Credit Memos: Are You Utilizing Them to Their Full Potential?
Credit Memos: Is Your Credit Union Utilizing Them to Their Full Potential?
ComplianceSenior Management & DirectorsLending
Credit memos and loan narratives are crucial to the loan committee, loan officers, and underwriters in making strong credit decisions; to loan review officers in understanding a credit being reviewed; and to examiners when reviewing your files. They can also document workout strategies for problem credits.

Credit Memos: Is Your Credit Union Utilizing Them to Their Full Potential?

The purpose of the credit analysis memorandum (CAM) and loan narrative is to capture an accurate, complete snapshot of the applicant and credit request. These critical documents are the basis for making the initial credit decision and create a foundation for modifications and renewal decisions as the loan ages. Compliance expert, Molly Stull, details what to include in your credit memos and loan narratives. Below we will cover some basic functions that a credit memo should include, as outlined by Molly.

Credit narratives have more than one function in the lending arena.
  1. They serve as the basis for making credit approval and renewal decisions.
  2. They are used for detailing ongoing account management for commercial loan relationships and maintaining pertinent file information as to material developments or changes in the quality or nature of the credit or borrower over the life of the loan.
  3. They are also critical to documenting workout strategies for problem credits, detailing key aspects of collectability, and collateral administration.

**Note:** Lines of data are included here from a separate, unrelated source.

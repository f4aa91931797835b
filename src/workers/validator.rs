//! Link validation
//!
//! Broken external links never fail a build: every network-level outcome is logged
//! as a warning and the task succeeds. Only the governing context ending makes a
//! validation task fail.

use crate::config::ValidationConfig;
use crate::context::Context;
use crate::error::{Result, WorkerError};
use crate::queue::{QueueController, TaskQueue};
use crate::registry::Registry;
use crate::retry::{self, BackoffPolicy, Probe};
use crate::worker::Worker;
use async_trait::async_trait;
use std::sync::Arc;
use url::{Host, Url};

/// One link to check
#[derive(Clone, Debug, PartialEq, Eq)]
pub struct ValidationTask {
    /// Absolute link URL
    pub link_url: Url,
    /// Link destination as written in the content
    pub link_destination: String,
    /// Source of the content containing the link
    pub content_source_path: String,
}

/// Accepts links for asynchronous validation
pub trait Validator: Send + Sync {
    /// Enqueue a reachability check for `link_url`
    ///
    /// Returns true if the task was accepted, false if it was dropped.
    fn validate_link(&self, link_url: &Url, link_destination: &str, content_source_path: &str) -> bool;
}

/// [`Validator`] backed by a fault-tolerant [`TaskQueue`]
pub struct LinkValidator {
    queue: TaskQueue<ValidationTask>,
}

impl LinkValidator {
    /// Start the validation queue
    ///
    /// # Errors
    ///
    /// Returns a configuration error if `worker_count` or `capacity` is zero.
    pub fn new(
        ctx: &Context,
        worker_count: usize,
        capacity: usize,
        worker: ValidatorWorker,
    ) -> Result<(Self, QueueController)> {
        let (queue, controller) =
            TaskQueue::with_capacity(ctx, "Validator", worker_count, capacity, worker, false)?;
        Ok((Self { queue }, controller))
    }
}

impl Validator for LinkValidator {
    fn validate_link(&self, link_url: &Url, link_destination: &str, content_source_path: &str) -> bool {
        let task = ValidationTask {
            link_url: link_url.clone(),
            link_destination: link_destination.to_string(),
            content_source_path: content_source_path.to_string(),
        };
        let added = self.queue.add_task(task);
        if !added {
            tracing::warn!(
                link = %link_url,
                source = %content_source_path,
                "link validation skipped: queue closed or full"
            );
        }
        added
    }
}

/// Checks that a link is reachable without downloading arbitrary content
#[derive(Clone)]
pub struct ValidatorWorker {
    client: reqwest::Client,
    registry: Arc<dyn Registry>,
    policy: BackoffPolicy,
    skip_loopback: bool,
    skip_hosts: Vec<String>,
    skip_host_fragments: Vec<String>,
}

impl ValidatorWorker {
    /// Create a worker using `client` unless a registry handler supplies its own
    pub fn new(client: reqwest::Client, registry: Arc<dyn Registry>, config: &ValidationConfig) -> Self {
        Self {
            client,
            registry,
            policy: BackoffPolicy::from_config(config),
            skip_loopback: config.skip_loopback,
            skip_hosts: config.skip_hosts.clone(),
            skip_host_fragments: config.skip_host_fragments.clone(),
        }
    }

    /// Returns true for loopback and designated test hosts
    fn is_skipped(&self, url: &Url) -> bool {
        match url.host() {
            Some(Host::Ipv4(ip)) if self.skip_loopback && ip.is_loopback() => true,
            Some(Host::Ipv6(ip)) if self.skip_loopback && ip.is_loopback() => true,
            Some(_) => {
                let host = url.host_str().unwrap_or_default();
                self.skip_hosts.iter().any(|h| h.eq_ignore_ascii_case(host))
                    || self.skip_host_fragments.iter().any(|f| host.contains(f.as_str()))
            }
            None => false,
        }
    }

    /// Check one link, logging unreachable ones
    ///
    /// # Errors
    ///
    /// Fails only with a cancellation error when `ctx` ends.
    pub async fn validate(&self, ctx: &Context, task: &ValidationTask) -> std::result::Result<(), WorkerError> {
        let url = &task.link_url;
        if self.is_skipped(url) {
            tracing::trace!(link = %url, "sample host, not validated");
            return Ok(());
        }

        let mut client = &self.client;
        let handler = self.registry.get(url.as_str());
        let handler_client = handler.as_ref().and_then(|h| h.client());
        if let Some(handler) = &handler {
            if handler
                .build_abs_link(&task.content_source_path, url.as_str())
                .is_ok()
            {
                tracing::trace!(link = %url, "link resolves locally");
                return Ok(());
            }
        }
        if let Some(c) = &handler_client {
            client = c;
        }

        match retry::probe(ctx, client, url.as_str(), &self.policy).await? {
            Probe::Reachable(_) => {}
            Probe::Broken(status) => tracing::warn!(
                link = %task.link_destination,
                source = %task.content_source_path,
                error = %format!("HTTP status {status}"),
                "failed to validate absolute link"
            ),
            Probe::Unreachable(err) => tracing::warn!(
                link = %task.link_destination,
                source = %task.content_source_path,
                error = %err,
                "failed to validate absolute link"
            ),
        }
        Ok(())
    }
}

#[async_trait]
impl Worker<ValidationTask> for ValidatorWorker {
    async fn work(&self, ctx: &Context, task: ValidationTask) -> std::result::Result<(), WorkerError> {
        self.validate(ctx, &task).await
    }
}

// unwrap/expect are acceptable in tests for concise failure-on-error assertions
#[allow(clippy::unwrap_used, clippy::expect_used)]
#[cfg(test)]
mod tests {
    use super::*;
    use crate::registry::HandlerRegistry;

    fn worker() -> ValidatorWorker {
        ValidatorWorker::new(
            reqwest::Client::new(),
            Arc::new(HandlerRegistry::default()),
            &ValidationConfig::default(),
        )
    }

    fn skipped(url: &str) -> bool {
        worker().is_skipped(&Url::parse(url).unwrap())
    }

    #[test]
    fn sample_hosts_are_skipped() {
        assert!(skipped("http://localhost:8080/a"));
        assert!(skipped("http://127.0.0.1/a"));
        assert!(skipped("http://127.0.0.2/a"));
        assert!(skipped("http://[::1]/a"));
        assert!(skipped("https://1.2.3.4/a"));
        assert!(skipped("https://docs.foo.bar/a"));
        assert!(!skipped("https://example.com/a"));
        assert!(!skipped("https://10.0.0.1/a"));
    }

    #[test]
    fn skip_lists_are_configurable() {
        let config = ValidationConfig {
            skip_hosts: vec!["internal.example".to_string()],
            skip_host_fragments: Vec::new(),
            ..ValidationConfig::default()
        };
        let w = ValidatorWorker::new(reqwest::Client::new(), Arc::new(HandlerRegistry::default()), &config);
        assert!(w.is_skipped(&Url::parse("https://internal.example/x").unwrap()));
        assert!(!w.is_skipped(&Url::parse("https://a.foo.bar/x").unwrap()));
        assert!(w.is_skipped(&Url::parse("http://127.0.0.1/x").unwrap()));
        assert!(!w.is_skipped(&Url::parse("http://localhost/x").unwrap()));
    }

    #[tokio::test]
    async fn canceled_context_fails_validation() {
        let ctx = Context::background();
        ctx.cancel();
        let task = ValidationTask {
            link_url: Url::parse("https://example.invalid/page").unwrap(),
            link_destination: "https://example.invalid/page".to_string(),
            content_source_path: "https://example.com/doc.md".to_string(),
        };
        let err = worker().validate(&ctx, &task).await.unwrap_err();
        assert!(err.is_cancellation());
    }
}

A well-written credit memo assists:
  1. Loan officers and underwriters in making a strong credit decision (now and in the future for possible renewals).
  2. Directors on the loan committee to make a strong credit decision.
  3. Loan Review Officers in understanding a credit being reviewed.
  4. In documenting workout strategies for problem credits.
  5. Examiners when reviewing your file.

One size does not fit all! There will be varying degrees of detail based on the complexity and risk involved. Certain aspects of the write-up will be consistent and generally contain the same basic information. However, the depth of analysis for the purchase of a piece of used logging equipment would be very different from that needed for financing a large land development project. 

Write-ups will also be more robust for new borrowers unknown to the lender than they would for borrowers that are well known with established borrowing relationships with your credit union.

The CAM is designed to document the financial institution’s assessment of credit risk surrounding the loan request or renewal under consideration and support the ultimate credit decision.  Every CAM should have four basic components:
  1. Term Sheet
  2. Exposure Summary
  3. Narrative Analysis
  4. Financial Spreads and other Supporting Schedules

As a credit analyst or lender, it’s up to you to tell the borrower’s story. Decision-makers need to know what they don’t know. In other words, develop the backstory and get behind the numbers. Ask questions… and then ask follow-up questions. How? Why? When? What if?